Other stool based tumour biomarkers included SDC2, with reported sensitivity of 0.81 (95% CI 0.74 to 0.86), specificity of 0.95 (95% CI 0.93 to 0.96) and AUC of 0.96 (95% CI 0.94 to 0.97)75; methylation of multiple DNAs has a sensitivity of 0.71 (95% CI 0.69 to 0.73), specificity of 0.92 (95% CI 0.90 to 0.93) and AUC of 0.93 (95% CI 0.91 to 0.95), and for multiple markers, sensitivity is 0.76 (95% CI 0.71 to 0.80), specificity 0.88 (95% CI 0.84 to 0.91) and AUC of 0.91 in two respective studies.76 77
Stool based biomarker tests, like all other faecal screening modalities, have compliance issues because adherence over time decreases; the reasons for this are similar to those seen in FIT based screening. Typical stool based tumour biomarkers, such as SFRP2, and miR-92a and miR-21, when pooled together, had low accuracy to detect colorectal adenomas, with a sensitivity of 0.57 (95% CI 0.41 to 0.72) and specificity of 0.76 (95% CI 0.66 to 0.89). AUC was 0.75.78 In a meta-analysis involving 29 articles (80 studies), 55 studies focused on single miRNA assays and the other 25 on multiple miRNA assays. Multiple miRNA assays showed better diagnostic accuracy compared with single miRNA assays. Thus it is important to test multiple useful miRNAs to increase the credibility of results in clinical examination.79
There is a scarcity of cost effectiveness evaluations for stool based tumour biomarkers when used in population based CRC screening programmes. The mt-sDNA test was associated with increased patient life years with every 3 year testing but at greater cost than other screening modalities. Significant increases in sensitivity and/or substantial decrease in cost are therefore necessary to make mt-sDNA screening cost effective relative to other modalities, such as colonoscopy. Hence mt-sDNA performed annually was not a recommended strategy due to efficiency ratios being larger than the benchmark colonoscopy strategy.80 There is a knowledge gap to compare the cost effectiveness of different types of stool based tumour biomarkers used in community based screening. In addition, these stool based biomarkers should be evaluated in different ethnicities and populations outside of North America.
Summary recommendations for use of stool based microbial biomarkers
Statement 27. Stool based microbial markers are sensitive to detect both CRC and adenomatous polyps.
(Level of agreement: A=35.7%, B=57.1%, C=7.1%, D=0%, E=0%.) (Quality of evidence: II-2; classification of recommendation: A.)
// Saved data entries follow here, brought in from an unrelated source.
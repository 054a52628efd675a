//! Vantage CLI - completion prediction and milestone analytics over a
//! portfolio snapshot.

mod snapshot;

use anyhow::Result;
use clap::{Parser, Subcommand};
use tracing::{info, Level};
use vantage_analytics::{InsightKind, InsightPriority, MilestoneAnalyticsEngine};
use vantage_core::{ConfidenceLevel, Operation, OperationId, OperationPrediction, OperationStatus};
use vantage_prediction::PredictionEngine;

use snapshot::Snapshot;

#[derive(Parser)]
#[command(name = "vantage")]
#[command(about = "Strategic portfolio prediction and analytics", long_about = None)]
struct Cli {
    /// Path to the portfolio snapshot JSON file
    #[arg(long, default_value = "portfolio.json")]
    snapshot: std::path::PathBuf,

    /// Enable debug logging
    #[arg(long)]
    verbose: bool,

    #[command(subcommand)]
    command: Commands,
}

#[derive(Subcommand)]
enum Commands {
    /// Predict completion for open operations
    Predict {
        /// Operation ID (predicts every open operation when omitted)
        #[arg(long)]
        operation: Option<String>,
    },
    /// List operations
    List {
        /// Filter by status
        #[arg(long)]
        status: Option<String>,
    },
    /// Print portfolio analytics as JSON
    Analytics,
    /// Print prioritized portfolio insights
    Insights,
    /// Show operation counts by status
    Status,
}

fn main() -> Result<()> {
    let cli = Cli::parse();

    tracing_subscriber::fmt()
        .with_max_level(if cli.verbose { Level::DEBUG } else { Level::INFO })
        .init();

    let snapshot = Snapshot::load(&cli.snapshot)?;
    info!(
        operations = snapshot.operations.len(),
        initiatives = snapshot.initiatives.len(),
        "loaded snapshot"
    );

    match cli.command {
        Commands::Predict { operation } => {
            let mut engine = PredictionEngine::new();
            engine.train(&snapshot.operations);

            match operation {
                Some(id) => {
                    let operation_id: OperationId = id
                        .parse()
                        .map_err(|_| anyhow::anyhow!("Invalid operation ID"))?;
                    let Some(op) = snapshot.operations.iter().find(|o| o.id == operation_id)
                    else {
                        println!("Operation not found");
                        return Ok(());
                    };
                    match engine.predict(op, &snapshot.operations) {
                        Some(prediction) => {
                            let estimate = engine.estimate_days(op, &snapshot.operations);
                            print_prediction(op, &prediction, estimate);
                        }
                        None => println!("Operation is completed; nothing to predict"),
                    }
                }
                None => {
                    for op in &snapshot.operations {
                        if let Some(prediction) = engine.predict(op, &snapshot.operations) {
                            let estimate = engine.estimate_days(op, &snapshot.operations);
                            print_prediction(op, &prediction, estimate);
                        }
                    }
                }
            }
        }
        Commands::List { status } => {
            let filter = status
                .map(|s| s.parse::<OperationStatus>())
                .transpose()?;
            let operations: Vec<&Operation> = snapshot
                .operations
                .iter()
                .filter(|op| filter.map_or(true, |wanted| op.status == wanted))
                .collect();

            println!("Operations ({})", operations.len());
            for op in operations {
                println!(
                    "  {} | {} | {} | {}% - {}",
                    op.id,
                    format_status(op.status),
                    op.owner,
                    op.progress,
                    op.title,
                );
            }
        }
        Commands::Analytics => {
            let engine = MilestoneAnalyticsEngine::new();
            let analytics = engine.generate_analytics(&snapshot.initiatives);
            println!("{}", serde_json::to_string_pretty(&analytics)?);
        }
        Commands::Insights => {
            let engine = MilestoneAnalyticsEngine::new();
            let analytics = engine.generate_analytics(&snapshot.initiatives);
            let insights = engine.generate_insights(&analytics);

            if insights.is_empty() {
                println!("No insights; the portfolio looks steady");
            }
            for insight in insights {
                println!(
                    "[{}] {} {}: {}",
                    format_priority(insight.priority),
                    format_kind(insight.kind),
                    insight.title,
                    insight.detail,
                );
            }
        }
        Commands::Status => {
            let by_status: std::collections::HashMap<_, usize> = snapshot
                .operations
                .iter()
                .fold(std::collections::HashMap::new(), |mut acc, op| {
                    *acc.entry(op.status).or_insert(0) += 1;
                    acc
                });

            println!("Portfolio status");
            for status in &[
                OperationStatus::NotStarted,
                OperationStatus::InProgress,
                OperationStatus::Blocked,
                OperationStatus::OnHold,
                OperationStatus::Completed,
            ] {
                if let Some(count) = by_status.get(status) {
                    println!("  {}: {}", format_status(*status), count);
                }
            }
        }
    }

    Ok(())
}

fn print_prediction(op: &Operation, prediction: &OperationPrediction, estimate_days: i64) {
    println!("{} | {} - {}", op.id, format_status(op.status), op.title);
    println!(
        "  Estimated completion: {}",
        prediction.estimated_completion_date.format("%Y-%m-%d")
    );
    println!("  Days remaining: {}", prediction.days_remaining);
    println!("  Effort estimate: {} days", estimate_days);
    println!("  Velocity: {:.1}%/day", prediction.progress_velocity);
    println!(
        "  Confidence: {}",
        format_confidence(prediction.confidence_level)
    );
    println!("  On-time probability: {}%", prediction.probability_on_time);
    if !prediction.similar_operations.is_empty() {
        println!("  Similar operations: {}", prediction.similar_operations.len());
    }
    for risk in &prediction.risk_factors {
        println!("  Risk: {risk}");
    }
    for rec in &prediction.recommendations {
        println!("  Recommendation: {rec}");
    }
}

fn format_status(status: OperationStatus) -> &'static str {
    match status {
        OperationStatus::NotStarted => "NOT_STARTED",
        OperationStatus::InProgress => "IN_PROGRESS",
        OperationStatus::Blocked => "BLOCKED",
        OperationStatus::Completed => "COMPLETED",
        OperationStatus::OnHold => "ON_HOLD",
    }
}

fn format_confidence(level: ConfidenceLevel) -> &'static str {
    match level {
        ConfidenceLevel::High => "HIGH",
        ConfidenceLevel::Medium => "MEDIUM",
        ConfidenceLevel::Low => "LOW",
    }
}

fn format_priority(priority: InsightPriority) -> &'static str {
    match priority {
        InsightPriority::High => "HIGH",
        InsightPriority::Medium => "MEDIUM",
        InsightPriority::Low => "LOW",
    }
}

fn format_kind(kind: InsightKind) -> &'static str {
    match kind {
        InsightKind::Success => "success",
        InsightKind::Info => "info",
        InsightKind::Warning => "warning",
        InsightKind::Error => "error",
    }
}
Statement 28. Persistent non-adherence to stool based microbial biomarkers might represent a challenge in screening programmes.
(Level of agreement: A=71.4%, B=14.3%, C=7.1%, D=0%, E=7.1%.) (Quality of evidence: III; classification of recommendation: C).
Statement 29. Microbial panel such as a combination of Fusobacterium nucleatum, Lachnoclostridium gene marker (m3) and Clostridium hathewayi has potential to screen for advanced colorectal neoplasia.
(Level of agreement: A=67%, B=33%, C=0%, D=0%, E=0%.) (Quality of evidence: II-2; classification of recommendation: A.)
Statement 30. Microbial panel such as a combination of Fusobacterium nucleatum, Lachnoclostridium gene marker (m3) and Clostridium hathewayi has potential to detect recurrent advanced colorectal neoplasia after polypectomy.
(Level of agreement: A=58%, B=42%, C=0%, D=0%, E=0%.) (Quality of evidence: II-2; classification of recommendation: B.)
In recent years, the gut microbiome has been shown to be involved in CRC pathogenesis with increasing potential of utilising the microbiota as CRC biomarkers and the prospect for modulating the microbiota for CRC prevention or treatment.89 Human studies have reported microbial composition and ecology changes in patients with CRC, and functional studies in animal models have indicated the roles of several bacteria in driving colorectal carcinogenesis, such as Fusobacterium nucleatum and certain strains of Escherichia coli and Bacteroides fragilis. These data provide new insights into harnessing the gut microbiota for clinical applications, such as gut microbiota analysis as screening, predictive or prognostic biomarkers.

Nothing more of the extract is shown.